Shedding light on glaucoma causal mechanisms, genes and cell types
January 29, 2024
Ayellet Segrè, PhD, an Assistant Professor of Ophthalmology at Harvard Medical School, and Genetic Biostatistician at the Ocular Genomics Institute at Mass. Eye and Ear (MEE), and her lab members, in collaboration with Janey Wiggs, MD, Ph.D., Ocular Genomics Institute Associate Director, and Professor of Ophthalmology at HMS, Josh Sanes, Professor of MCB at Harvard University, and the International Glaucoma Genetics Consortium published a paper in January 9, 2024, in Nature Communications: https://www.nature.com/articles/s41467-023-44380-y, on prioritizing regulatory mechanisms, genes, pathways, and cell types affecting primary open-angle glaucoma (POAG) and intraocular pressure (IOP), through integrative genetic and functional genomic analyses of ocular and non-ocular tissues.

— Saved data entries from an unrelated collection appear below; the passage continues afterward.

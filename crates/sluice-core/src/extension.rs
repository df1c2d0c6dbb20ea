//! Extension sets: optional, versioned fields appended to frame and buffer
//! records.
//!
//! A queue reserves every extension it knows about when it creates a set.
//! The interface then declares which ones it provides, the queue enables the
//! ones it needs, and [`ExtensionSet::assign_layout`] packs the enabled
//! entries behind the fixed record. Offsets never change after assignment.

use crate::error::{CoreError, Result};
use serde::Serialize;
use std::ptr::NonNull;

/// Record type an extension is appended to
#[derive(Debug, Clone, Copy, PartialEq, Eq, Hash, Serialize)]
#[serde(rename_all = "snake_case")]
pub enum ExtensionType {
    /// Appended to a frame record
    Frame,
    /// Appended to a buffer record
    Buffer,
    /// Appended to a TX frame completion record
    TxFrameCompletion,
}

/// Identity of an extension
#[derive(Debug, Clone, Copy, PartialEq, Eq, Serialize)]
pub struct ExtensionInfo {
    /// Well-known name
    pub name: &'static str,
    /// Version, starting at 1
    pub version: u32,
    /// Record type
    pub extension_type: ExtensionType,
}

impl ExtensionInfo {
    /// Build an extension identity
    pub const fn new(name: &'static str, version: u32, extension_type: ExtensionType) -> Self {
        Self {
            name,
            version,
            extension_type,
        }
    }
}

/// Reservation of an extension in a set, with its default size
#[derive(Debug, Clone, Copy)]
pub struct ExtensionRegistration {
    /// Extension identity
    pub info: ExtensionInfo,
    /// Default size in bytes
    pub size: u8,
    /// Default alignment, a power of two
    pub alignment: u8,
}

impl ExtensionRegistration {
    /// Reservation sized and aligned for `T`
    pub const fn of<T>(info: ExtensionInfo) -> Self {
        Self {
            info,
            size: std::mem::size_of::<T>() as u8,
            alignment: std::mem::align_of::<T>() as u8,
        }
    }

    /// Zero-sized reservation, sized later with [`ExtensionSet::resize`]
    pub const fn sized_later(info: ExtensionInfo) -> Self {
        Self {
            info,
            size: 0,
            alignment: 1,
        }
    }
}

/// Resolved location of an extension inside a record
#[derive(Debug, Clone, Copy, PartialEq, Eq, Hash)]
pub struct Extension {
    offset: u16,
}

impl Extension {
    /// Byte offset from the start of the record
    pub fn offset(&self) -> u16 {
        self.offset
    }

    /// Pointer to this extension's field inside `record`.
    ///
    /// # Safety
    ///
    /// `record` must point to a record laid out by the set that resolved this
    /// extension, and `T` must be the extension's field type.
    pub unsafe fn field<T>(&self, record: NonNull<u8>) -> NonNull<T> {
        // SAFETY: the offset was assigned inside the record's layout.
        unsafe { record.add(self.offset as usize).cast::<T>() }
    }
}

/// Largest alignment an extension may request
pub const MAX_EXTENSION_ALIGNMENT: u8 = 64;

#[derive(Debug, Clone)]
struct Entry {
    info: ExtensionInfo,
    size: u8,
    alignment: u8,
    enabled: bool,
    interface_registered: bool,
    internal: bool,
    assigned: bool,
    assigned_offset: u16,
}

/// Fixed set of reserved extensions for one record type
#[derive(Debug, Clone)]
pub struct ExtensionSet {
    extension_type: ExtensionType,
    entries: Vec<Entry>,
}

impl ExtensionSet {
    /// Create a set reserving `reserved` extensions, all disabled
    pub fn new(extension_type: ExtensionType, reserved: &[ExtensionRegistration]) -> Result<Self> {
        let mut entries = Vec::with_capacity(reserved.len());
        for registration in reserved {
            validate_info(extension_type, &registration.info)?;
            validate_alignment(registration.alignment)?;
            entries.push(Entry {
                info: registration.info,
                size: registration.size,
                alignment: registration.alignment,
                enabled: false,
                interface_registered: false,
                internal: false,
                assigned: false,
                assigned_offset: 0,
            });
        }

        Ok(Self {
            extension_type,
            entries,
        })
    }

    /// Record type of this set
    pub fn extension_type(&self) -> ExtensionType {
        self.extension_type
    }

    fn entry(&self, name: &str) -> Result<&Entry> {
        self.entries
            .iter()
            .find(|e| e.info.name == name)
            .ok_or_else(|| CoreError::ExtensionNotFound(name.to_string()))
    }

    fn entry_mut(&mut self, name: &str) -> Result<&mut Entry> {
        self.entries
            .iter_mut()
            .find(|e| e.info.name == name)
            .ok_or_else(|| CoreError::ExtensionNotFound(name.to_string()))
    }

    /// Provider declares support for an extension. Only the reserved version
    /// is accepted.
    pub fn register_version(&mut self, info: &ExtensionInfo) -> Result<()> {
        validate_info(self.extension_type, info)?;
        let entry = self.entry_mut(info.name)?;
        if entry.info.version != info.version {
            return Err(CoreError::ExtensionVersionMismatch {
                name: info.name.to_string(),
                reserved: entry.info.version,
                registered: info.version,
            });
        }
        entry.interface_registered = true;
        Ok(())
    }

    /// Enable an extension for layout
    pub fn enable(&mut self, name: &str) -> Result<()> {
        self.entry_mut(name)?.enabled = true;
        Ok(())
    }

    /// Mark an extension usable without a provider declaration
    pub fn set_internal(&mut self, name: &str) -> Result<()> {
        self.entry_mut(name)?.internal = true;
        Ok(())
    }

    /// Change the size and alignment of a reserved extension
    pub fn resize(&mut self, name: &str, size: u8, alignment: u8) -> Result<()> {
        validate_alignment(alignment)?;
        let entry = self.entry_mut(name)?;
        entry.size = size;
        entry.alignment = alignment;
        Ok(())
    }

    /// Whether an extension is enabled
    pub fn is_enabled(&self, name: &str) -> Result<bool> {
        Ok(self.entry(name)?.enabled)
    }

    /// Pack enabled extensions behind a record starting at `base_offset`
    /// with alignment `base_alignment`.
    ///
    /// Entries are placed by descending alignment in two passes: first those
    /// that fit the alignment already implied by the running offset, then the
    /// rest with explicit padding. Returns the padded record size and its
    /// alignment.
    pub fn assign_layout(&mut self, base_offset: u32, base_alignment: u8) -> Result<(u32, u8)> {
        let mut offset = base_offset;
        let mut max_alignment = base_alignment;
        let mut current_alignment: u32 = if offset > 0 {
            1 << offset.trailing_zeros()
        } else {
            0x80
        };

        self.entries
            .sort_by(|a, b| b.alignment.cmp(&a.alignment));

        for pass in 0..2 {
            for entry in self.entries.iter_mut() {
                if !entry.enabled || entry.assigned {
                    continue;
                }
                if !entry.internal && !entry.interface_registered {
                    return Err(CoreError::InvalidParameter(format!(
                        "extension {} enabled without provider registration",
                        entry.info.name
                    )));
                }

                if pass == 1 {
                    offset = crate::ring::align_up_u32(offset, entry.alignment as u32)
                        .ok_or(CoreError::IntegerOverflow("extension offset"))?;
                } else if current_alignment < entry.alignment as u32 {
                    continue;
                }

                if offset > u16::MAX as u32 {
                    return Err(CoreError::IntegerOverflow("extension offset"));
                }

                max_alignment = max_alignment.max(entry.alignment);
                entry.assigned_offset = offset as u16;
                entry.assigned = true;

                let padded = crate::ring::align_up_u32(entry.size as u32, entry.alignment as u32)
                    .ok_or(CoreError::IntegerOverflow("extension size"))?;
                offset += padded;
                current_alignment = entry.alignment as u32;
            }
        }

        let size = crate::ring::align_up_u32(offset, max_alignment as u32)
            .ok_or(CoreError::IntegerOverflow("record size"))?;

        tracing::trace!(
            extension_type = ?self.extension_type,
            size,
            alignment = max_alignment,
            "assigned extension layout"
        );

        Ok((size, max_alignment))
    }

    /// Resolve an enabled, assigned extension
    pub fn get_extension(&self, info: &ExtensionInfo) -> Result<Extension> {
        validate_info(self.extension_type, info)?;
        let entry = self.entry(info.name)?;
        if !entry.enabled || !entry.assigned {
            return Err(CoreError::ExtensionUnassigned(info.name.to_string()));
        }
        if entry.info.version < info.version {
            return Err(CoreError::ExtensionVersionMismatch {
                name: info.name.to_string(),
                reserved: entry.info.version,
                registered: info.version,
            });
        }
        Ok(Extension {
            offset: entry.assigned_offset,
        })
    }

    /// Offsets and sizes of all assigned extensions
    pub fn assigned(&self) -> impl Iterator<Item = (&'static str, u16, u8, u8)> + '_ {
        self.entries
            .iter()
            .filter(|e| e.assigned)
            .map(|e| (e.info.name, e.assigned_offset, e.size, e.alignment))
    }
}

fn validate_info(extension_type: ExtensionType, info: &ExtensionInfo) -> Result<()> {
    if info.extension_type != extension_type {
        return Err(CoreError::InvalidParameter(format!(
            "extension {} has type {:?}, set holds {:?}",
            info.name, info.extension_type, extension_type
        )));
    }
    if info.name.is_empty() || info.version == 0 {
        return Err(CoreError::InvalidParameter(
            "extension needs a name and a non-zero version".into(),
        ));
    }
    Ok(())
}

fn validate_alignment(alignment: u8) -> Result<()> {
    if alignment == 0 || !alignment.is_power_of_two() || alignment > MAX_EXTENSION_ALIGNMENT {
        return Err(CoreError::InvalidParameter(format!(
            "extension alignment {alignment} must be a power of two <= {MAX_EXTENSION_ALIGNMENT}"
        )));
    }
    Ok(())
}

#[cfg(test)]
mod tests {
    use super::*;

    const A: ExtensionInfo = ExtensionInfo::new("test.a", 1, ExtensionType::Buffer);
    const B: ExtensionInfo = ExtensionInfo::new("test.b", 1, ExtensionType::Buffer);
    const C: ExtensionInfo = ExtensionInfo::new("test.c", 2, ExtensionType::Buffer);

    fn sample_set() -> ExtensionSet {
        ExtensionSet::new(
            ExtensionType::Buffer,
            &[
                ExtensionRegistration {
                    info: A,
                    size: 1,
                    alignment: 1,
                },
                ExtensionRegistration {
                    info: B,
                    size: 8,
                    alignment: 8,
                },
                ExtensionRegistration {
                    info: C,
                    size: 4,
                    alignment: 4,
                },
            ],
        )
        .unwrap()
    }

    #[test]
    fn test_layout_fills_implied_alignment_first() {
        let mut set = sample_set();
        for info in [A, B, C] {
            set.register_version(&info).unwrap();
            set.enable(info.name).unwrap();
        }

        // Base offset 20 implies 4-byte alignment: C fits first, then A, then B padded.
        let (size, alignment) = set.assign_layout(20, 4).unwrap();
        assert_eq!(set.get_extension(&C).unwrap().offset(), 20);
        assert_eq!(set.get_extension(&A).unwrap().offset(), 24);
        assert_eq!(set.get_extension(&B).unwrap().offset(), 32);
        assert_eq!(alignment, 8);
        assert_eq!(size, 40);
    }

    #[test]
    fn test_layout_zero_base_is_unconstrained() {
        let mut set = sample_set();
        for info in [A, B, C] {
            set.set_internal(info.name).unwrap();
            set.enable(info.name).unwrap();
        }
        let (size, alignment) = set.assign_layout(0, 1).unwrap();
        assert_eq!(set.get_extension(&B).unwrap().offset(), 0);
        assert_eq!(set.get_extension(&C).unwrap().offset(), 8);
        assert_eq!(set.get_extension(&A).unwrap().offset(), 12);
        assert_eq!((size, alignment), (16, 8));
    }

    #[test]
    fn test_disabled_extensions_take_no_space() {
        let mut set = sample_set();
        set.register_version(&A).unwrap();
        set.enable(A.name).unwrap();
        let (size, alignment) = set.assign_layout(16, 4).unwrap();
        assert_eq!((size, alignment), (20, 4));
        assert!(set.get_extension(&B).is_err());
        assert!(!set.is_enabled(B.name).unwrap());
    }

    #[test]
    fn test_version_mismatch_is_fatal() {
        let mut set = sample_set();
        let wrong = ExtensionInfo::new("test.a", 2, ExtensionType::Buffer);
        let err = set.register_version(&wrong).unwrap_err();
        assert!(matches!(err, CoreError::ExtensionVersionMismatch { .. }));
    }

    #[test]
    fn test_get_extension_accepts_older_request() {
        let mut set = sample_set();
        set.register_version(&C).unwrap();
        set.enable(C.name).unwrap();
        set.assign_layout(0, 1).unwrap();
        let older = ExtensionInfo::new("test.c", 1, ExtensionType::Buffer);
        assert!(set.get_extension(&older).is_ok());
        let newer = ExtensionInfo::new("test.c", 3, ExtensionType::Buffer);
        assert!(set.get_extension(&newer).is_err());
    }

    #[test]
    fn test_get_before_assign_fails() {
        let mut set = sample_set();
        set.register_version(&A).unwrap();
        set.enable(A.name).unwrap();
        let err = set.get_extension(&A).unwrap_err();
        assert!(matches!(err, CoreError::ExtensionUnassigned(_)));
    }

    #[test]
    fn test_enabled_without_registration_rejected() {
        let mut set = sample_set();
        set.enable(A.name).unwrap();
        assert!(set.assign_layout(0, 1).is_err());
    }

    #[test]
    fn test_resize_validates_alignment() {
        let mut set = sample_set();
        assert!(set.resize(A.name, 16, 3).is_err());
        assert!(set.resize(A.name, 16, 128).is_err());
        set.resize(A.name, 16, 16).unwrap();
        set.set_internal(A.name).unwrap();
        set.enable(A.name).unwrap();
        let (size, alignment) = set.assign_layout(0, 1).unwrap();
        assert_eq!((size, alignment), (16, 16));
    }

    #[test]
    fn test_offset_overflow() {
        let mut set = sample_set();
        set.set_internal(A.name).unwrap();
        set.enable(A.name).unwrap();
        let err = set.assign_layout(u16::MAX as u32 + 1, 1).unwrap_err();
        assert!(matches!(err, CoreError::IntegerOverflow(_)));
    }

    #[test]
    fn test_unknown_name() {
        let mut set = sample_set();
        assert!(set.enable("test.missing").is_err());
    }

    #[test]
    fn test_wrong_type_rejected() {
        let mut set = sample_set();
        let frame_info = ExtensionInfo::new("test.a", 1, ExtensionType::Frame);
        assert!(set.register_version(&frame_info).is_err());
    }
}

Combining GWAS of POAG and IOP with genetic regulation of gene expression and splicing (e/sQTLs) and single cell expression across a range of eye tissues proposed hundreds of genes whose dysregulation may affect glaucoma risk, and highlighted specific cell types that may play an important role in glaucoma pathogenesis in an IOP-dependent or independent manner, such as fibroblasts in the conventional and unconventional aqueous humor outflow pathways, astrocytes in retina and optic nerve head, and fibroblasts in the surrounding region of the optic nerve head. This work provides multiple hypotheses for functional follow ups and may inform the development of new IOP reducing and neuroprotective therapies.